Reduced bone mass of the spine in women with vertebral fractures is attributed to excessive trabecular bone loss from the vertebral body. However, the measurement obtained by posteroanterior (PA) scanning includes the posterior processes and the vertebral body, each comprising about 50% of the total vertebral mass. Thus, the deficit in bone mass by PA scanning may be due to deficits in one or both of these structures. We asked two questions: (1) In healthy women, is the age-related diminution in bone mass of the vertebral body greater than the diminution at the posterior processes? (2) In women with vertebral fractures, is the deficit in bone mass at the vertebral body, the fracture site in spinal osteoporosis, greater than at the posterior processes? Bone mass of the posterior processes and vertebral body of the third lumbar vertebra was measured by lateral scanning using dual-energy X-ray absorptiometry (DXA). Compared with 27 premenopausal women, deficits in 27 postmenopausal women at the posterior processes and vertebral body, respectively, were 35.9 +/- 3.7 and 25.2 +/- 4.1% (p < 0.05); t score, -1.5 +/- 0.2 and -1.1 +/- SD (p = 0.09).
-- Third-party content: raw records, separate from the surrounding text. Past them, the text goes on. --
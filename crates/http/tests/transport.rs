#![forbid(unsafe_code)]

use std::sync::Arc;
use std::time::Duration;

use weedle_http::{
    HttpConfig, HttpRequest, Method, Transport, TransportError, FAIL_FAST_STATUS, RETRYABLE_STATUS,
};

fn status(code: u16, message: &str) -> TransportError {
    TransportError::Status { code, message: message.to_string() }
}

#[test]
fn retryable_classification() {
    assert!(TransportError::Network("connection refused".into()).is_retryable());
    assert!(TransportError::Timeout.is_retryable());
    for code in RETRYABLE_STATUS {
        assert!(status(code, "").is_retryable(), "{code}");
    }
    for code in FAIL_FAST_STATUS {
        assert!(!status(code, "").is_retryable(), "{code}");
    }
    assert!(!TransportError::Decode("eof".into()).is_retryable());
}

#[test]
fn server_message_prefers_message_then_detail() {
    assert_eq!(status(422, r#"{"message":"CNPJ inválido","detail":"x"}"#).server_message().as_deref(), Some("CNPJ inválido"));
    assert_eq!(status(404, r#"{"detail":"Cluster não encontrado"}"#).server_message().as_deref(), Some("Cluster não encontrado"));
    assert_eq!(status(500, "upstream exploded").server_message().as_deref(), Some("upstream exploded"));
    assert_eq!(status(500, r#"{"code":17}"#).server_message(), None);
    assert_eq!(status(503, "  ").server_message(), None);
    assert_eq!(TransportError::Timeout.server_message(), None);
}

#[test]
fn request_builders() {
    let r = HttpRequest::get("/dashboard/nps").query("cluster_id", "3");
    assert_eq!(r.method, Method::Get);
    assert_eq!(r.query, vec![("cluster_id".to_string(), "3".to_string())]);
    assert!(r.body.is_none());

    let r = HttpRequest::post("/simular-leads", serde_json::json!({ "quantidade": 5 }));
    assert_eq!(r.method.as_str(), "POST");
    assert_eq!(r.body, Some(serde_json::json!({ "quantidade": 5 })));
    assert_eq!(HttpRequest::delete("/empresas/1").method, Method::Delete);
}

#[test]
fn config_defaults_and_url_join() {
    let cfg = HttpConfig::default();
    assert_eq!(cfg.base_url, "http://localhost:8010/");
    assert_eq!(cfg.timeout, Duration::from_secs(30));
    assert!(cfg.headers.iter().any(|(k, v)| k == "Accept" && v == "application/json"));
    assert_eq!(cfg.url_for("/clusters"), "http://localhost:8010/clusters");
    assert_eq!(cfg.url_for("clusters"), "http://localhost:8010/clusters");
}

#[test]
fn config_from_env() {
    std::env::set_var("WEEDLE_API_URL", "http://api.internal:9000");
    std::env::set_var("WEEDLE_TIMEOUT_SECS", "5");
    let cfg = HttpConfig::from_env();
    std::env::remove_var("WEEDLE_API_URL");
    std::env::remove_var("WEEDLE_TIMEOUT_SECS");
    assert_eq!(cfg.url_for("/nps"), "http://api.internal:9000/nps");
    assert_eq!(cfg.timeout, Duration::from_secs(5));
}

struct Echo;

#[async_trait::async_trait]
impl Transport for Echo {
    async fn send(&self, req: HttpRequest) -> Result<serde_json::Value, TransportError> {
        Ok(serde_json::json!({ "path": req.path }))
    }
}

#[tokio::test]
async fn shared_transport_delegates() {
    let t: Arc<dyn Transport> = Arc::new(Echo);
    let v = t.send(HttpRequest::get("/clusters")).await.unwrap();
    assert_eq!(v["path"], "/clusters");
}
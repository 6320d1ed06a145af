use std::sync::{Arc, Mutex, PoisonError};
use std::time::Duration;

use rustc_hash::FxHashSet;
use tracing::debug;

/// Page keys that already finished their first load in this session.
///
/// Cloning shares the set; a new session starts with `SessionStore::new()`.
#[derive(Debug, Clone, Default)]
pub struct SessionStore {
    loaded: Arc<Mutex<FxHashSet<String>>>,
}

impl SessionStore {
    pub fn new() -> Self { Self::default() }

    fn with<R>(&self, f: impl FnOnce(&mut FxHashSet<String>) -> R) -> R {
        let mut guard = self.loaded.lock().unwrap_or_else(PoisonError::into_inner);
        f(&mut guard)
    }

    pub fn is_loaded(&self, key: &str) -> bool { self.with(|s| s.contains(key)) }

    /// Returns true when the key was not marked before.
    pub fn mark_loaded(&self, key: &str) -> bool { self.with(|s| s.insert(key.to_string())) }

    pub fn clear(&self) { self.with(|s| s.clear()) }

    pub fn len(&self) -> usize { self.with(|s| s.len()) }

    pub fn is_empty(&self) -> bool { self.len() == 0 }

    /// Placeholder delay to show before a page's first render; `None` once loaded.
    pub fn first_visit_delay(&self, key: &str, delay: Duration) -> Option<Duration> {
        (!self.is_loaded(key)).then_some(delay)
    }

    /// Wait out the first-visit delay (if any) and mark the page loaded.
    /// Returns whether a delay was applied.
    pub async fn first_visit(&self, key: &str, delay: Duration) -> bool {
        let Some(d) = self.first_visit_delay(key, delay) else {
            return false;
        };
        debug!(page = key, delay_ms = %d.as_millis(), "session: first visit");
        tokio::time::sleep(d).await;
        self.mark_loaded(key);
        true
    }
}
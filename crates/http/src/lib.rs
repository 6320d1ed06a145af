//! Weedle http: the transport primitive under the query layer.
//!
//! Requests are plain values (`HttpRequest`), responses are JSON documents,
//! and every failure is classified once here so callers can decide whether a
//! retry makes sense.

#![forbid(unsafe_code)]

use std::time::Duration;

use serde::{Deserialize, Serialize};

mod client;

pub use client::ReqwestTransport;

pub const DEFAULT_BASE_URL: &str = "http://localhost:8010/";
pub const DEFAULT_TIMEOUT: Duration = Duration::from_secs(30);

/// Status codes worth another attempt.
pub const RETRYABLE_STATUS: [u16; 6] = [408, 429, 500, 502, 503, 504];
/// Client errors that will not change on retry.
pub const FAIL_FAST_STATUS: [u16; 5] = [400, 401, 403, 404, 422];

#[derive(Debug, Clone, PartialEq, Eq, Serialize, Deserialize)]
pub struct HttpConfig {
    pub base_url: String,
    pub timeout: Duration,
    pub headers: Vec<(String, String)>,
}

impl Default for HttpConfig {
    fn default() -> Self {
        Self {
            base_url: DEFAULT_BASE_URL.to_string(),
            timeout: DEFAULT_TIMEOUT,
            headers: vec![
                ("Content-Type".to_string(), "application/json".to_string()),
                ("Accept".to_string(), "application/json".to_string()),
            ],
        }
    }
}

impl HttpConfig {
    /// Defaults overridden by `WEEDLE_API_URL` and `WEEDLE_TIMEOUT_SECS`.
    pub fn from_env() -> Self {
        let mut cfg = Self::default();
        if let Ok(url) = std::env::var("WEEDLE_API_URL") {
            if !url.trim().is_empty() {
                cfg.base_url = url.trim().to_string();
            }
        }
        if let Some(secs) = std::env::var("WEEDLE_TIMEOUT_SECS").ok().and_then(|s| s.parse::<u64>().ok()) {
            cfg.timeout = Duration::from_secs(secs.max(1));
        }
        cfg
    }

    /// Join `path` onto the base URL with exactly one slash between them.
    pub fn url_for(&self, path: &str) -> String {
        format!("{}/{}", self.base_url.trim_end_matches('/'), path.trim_start_matches('/'))
    }
}

#[derive(Debug, Clone, Copy, PartialEq, Eq, Hash, Serialize, Deserialize)]
pub enum Method {
    Get,
    Post,
    Put,
    Delete,
}

impl Method {
    pub fn as_str(self) -> &'static str {
        match self {
            Method::Get => "GET",
            Method::Post => "POST",
            Method::Put => "PUT",
            Method::Delete => "DELETE",
        }
    }
}

impl std::fmt::Display for Method {
    fn fmt(&self, f: &mut std::fmt::Formatter<'_>) -> std::fmt::Result { f.write_str(self.as_str()) }
}

#[derive(Debug, Clone, PartialEq, Serialize, Deserialize)]
pub struct HttpRequest {
    pub method: Method,
    pub path: String,
    pub query: Vec<(String, String)>,
    pub body: Option<serde_json::Value>,
}

impl HttpRequest {
    fn new(method: Method, path: impl Into<String>, body: Option<serde_json::Value>) -> Self {
        Self { method, path: path.into(), query: Vec::new(), body }
    }

    pub fn get(path: impl Into<String>) -> Self { Self::new(Method::Get, path, None) }
    pub fn post(path: impl Into<String>, body: serde_json::Value) -> Self { Self::new(Method::Post, path, Some(body)) }
    pub fn put(path: impl Into<String>, body: serde_json::Value) -> Self { Self::new(Method::Put, path, Some(body)) }
    pub fn delete(path: impl Into<String>) -> Self { Self::new(Method::Delete, path, None) }

    pub fn query(mut self, key: impl Into<String>, value: impl Into<String>) -> Self {
        self.query.push((key.into(), value.into()));
        self
    }
}

#[derive(Debug, Clone, PartialEq, Eq, thiserror::Error)]
pub enum TransportError {
    #[error("network: {0}")]
    Network(String),
    #[error("timeout")]
    Timeout,
    #[error("status {code}: {message}")]
    Status { code: u16, message: String },
    #[error("decode: {0}")]
    Decode(String),
}

impl TransportError {
    pub fn is_retryable(&self) -> bool {
        match self {
            TransportError::Network(_) | TransportError::Timeout => true,
            TransportError::Status { code, .. } => RETRYABLE_STATUS.contains(code),
            TransportError::Decode(_) => false,
        }
    }

    pub fn status(&self) -> Option<u16> {
        match self {
            TransportError::Status { code, .. } => Some(*code),
            _ => None,
        }
    }

    /// The message the API put in an error body, if any.
    ///
    /// JSON bodies are searched for `message` then `detail`; a non-JSON body
    /// is returned as-is.
    pub fn server_message(&self) -> Option<String> {
        let TransportError::Status { message, .. } = self else {
            return None;
        };
        let text = message.trim();
        if text.is_empty() {
            return None;
        }
        match serde_json::from_str::<serde_json::Value>(text) {
            Ok(serde_json::Value::Object(map)) => ["message", "detail"]
                .iter()
                .find_map(|k| map.get(*k).and_then(|v| v.as_str()))
                .map(str::to_string),
            Ok(serde_json::Value::String(s)) => Some(s),
            Ok(_) => None,
            Err(_) => Some(text.to_string()),
        }
    }
}

/// One request in, one JSON document out.
#[async_trait::async_trait]
pub trait Transport: Send + Sync {
    async fn send(&self, req: HttpRequest) -> Result<serde_json::Value, TransportError>;
}

#[async_trait::async_trait]
impl<T: Transport + ?Sized> Transport for std::sync::Arc<T> {
    async fn send(&self, req: HttpRequest) -> Result<serde_json::Value, TransportError> { (**self).send(req).await }
}
use std::any::Any;
use std::sync::Arc;

use arc_swap::ArcSwap;
use chrono::{DateTime, Utc};
use serde::de::DeserializeOwned;
use serde::Serialize;
use tokio::sync::watch;
use tokio::task::AbortHandle;
use weedle_http::HttpRequest;

use crate::{QueryError, RetryPolicy, Tag};

#[derive(Debug, Clone, Copy, PartialEq, Eq, Default, Serialize)]
pub enum Status {
    #[default]
    Idle,
    Loading,
    Success,
    Error,
}

pub(crate) type Payload = Arc<dyn Any + Send + Sync>;
pub(crate) type DecodeFn = fn(serde_json::Value) -> Result<Payload, QueryError>;

pub(crate) fn decode_as<T>(v: serde_json::Value) -> Result<Payload, QueryError>
where
    T: DeserializeOwned + Send + Sync + 'static,
{
    serde_json::from_value::<T>(v)
        .map(|t| Arc::new(t) as Payload)
        .map_err(|e| QueryError::Decode(e.to_string()))
}

/// Immutable view of an entry handed to subscribers.
#[derive(Clone, Default)]
pub(crate) struct EntrySnapshot {
    pub status: Status,
    /// Last successful payload; survives refetches and errors.
    pub data: Option<Payload>,
    pub error: Option<QueryError>,
    pub is_fetching: bool,
    pub stale: bool,
    pub attempts: u32,
    pub updated_at: Option<DateTime<Utc>>,
}

pub(crate) struct Entry {
    pub generation: u64,
    pub request: HttpRequest,
    pub tags: Vec<Tag>,
    pub policy: RetryPolicy,
    pub decode: DecodeFn,
    pub subscribers: usize,
    // Bumped on every (un)subscribe; a pending eviction only fires if it still matches
    pub release: u64,
    pub in_flight: Option<AbortHandle>,
    // Invalidated while a fetch was running
    pub refetch_pending: bool,
    pub state: EntrySnapshot,
    pub snap: Arc<ArcSwap<EntrySnapshot>>,
    epoch: u64,
    epoch_tx: watch::Sender<u64>,
}

impl Entry {
    pub fn new(generation: u64, request: HttpRequest, tags: Vec<Tag>, policy: RetryPolicy, decode: DecodeFn) -> Self {
        let (epoch_tx, _) = watch::channel(0u64);
        Self {
            generation,
            request,
            tags,
            policy,
            decode,
            subscribers: 0,
            release: 0,
            in_flight: None,
            refetch_pending: false,
            state: EntrySnapshot::default(),
            snap: Arc::new(ArcSwap::from_pointee(EntrySnapshot::default())),
            epoch: 0,
            epoch_tx,
        }
    }

    pub fn watch(&self) -> watch::Receiver<u64> { self.epoch_tx.subscribe() }

    pub fn provides_any(&self, targets: &[Tag]) -> bool {
        self.tags.iter().any(|p| targets.iter().any(|t| p.matches(t)))
    }

    /// Swap in the working state and wake subscribers.
    pub fn publish(&mut self) {
        self.snap.store(Arc::new(self.state.clone()));
        self.epoch = self.epoch.wrapping_add(1);
        self.epoch_tx.send_replace(self.epoch);
    }
}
Compared with the postmenopausal (age-matched) women, deficits in 21 women with vertebral fractures at the posterior processes and vertebral body, respectively, were 22.6 +/- 4.9 and 24.5 +/- 8.3% (p = NS); Z score, -0.8 +/- 0.2 and -0.8 +/- 0.3 (p = NS). In vivo the bone mass of the vertebral body as a percentage of the whole vertebra was 45.7 +/- 0.1 in premenopausal women, 48.9 +/ 1.9 in postmenopausal women, 51.5 +/- 1.1 in women with low bone mass but no fractures, 52.7 +/- 2.4 in women with vertebral fractures, and 51.9 +/- 2.5% in vitro, based on autopsy specimens from 19 postmenopausal women aged 65 - 95 years. The lower spinal bone density measured using PA scanning in women with spine fractures may not be due to excessive or disproportionate trabecular bone loss from the vertebral body because comparable deficits are found at the posterior processes. Whether these deficits are due to reduced peak bone mass, trabecular bone loss, cortical bone loss, or varying combinations of these mechanisms remains to be established.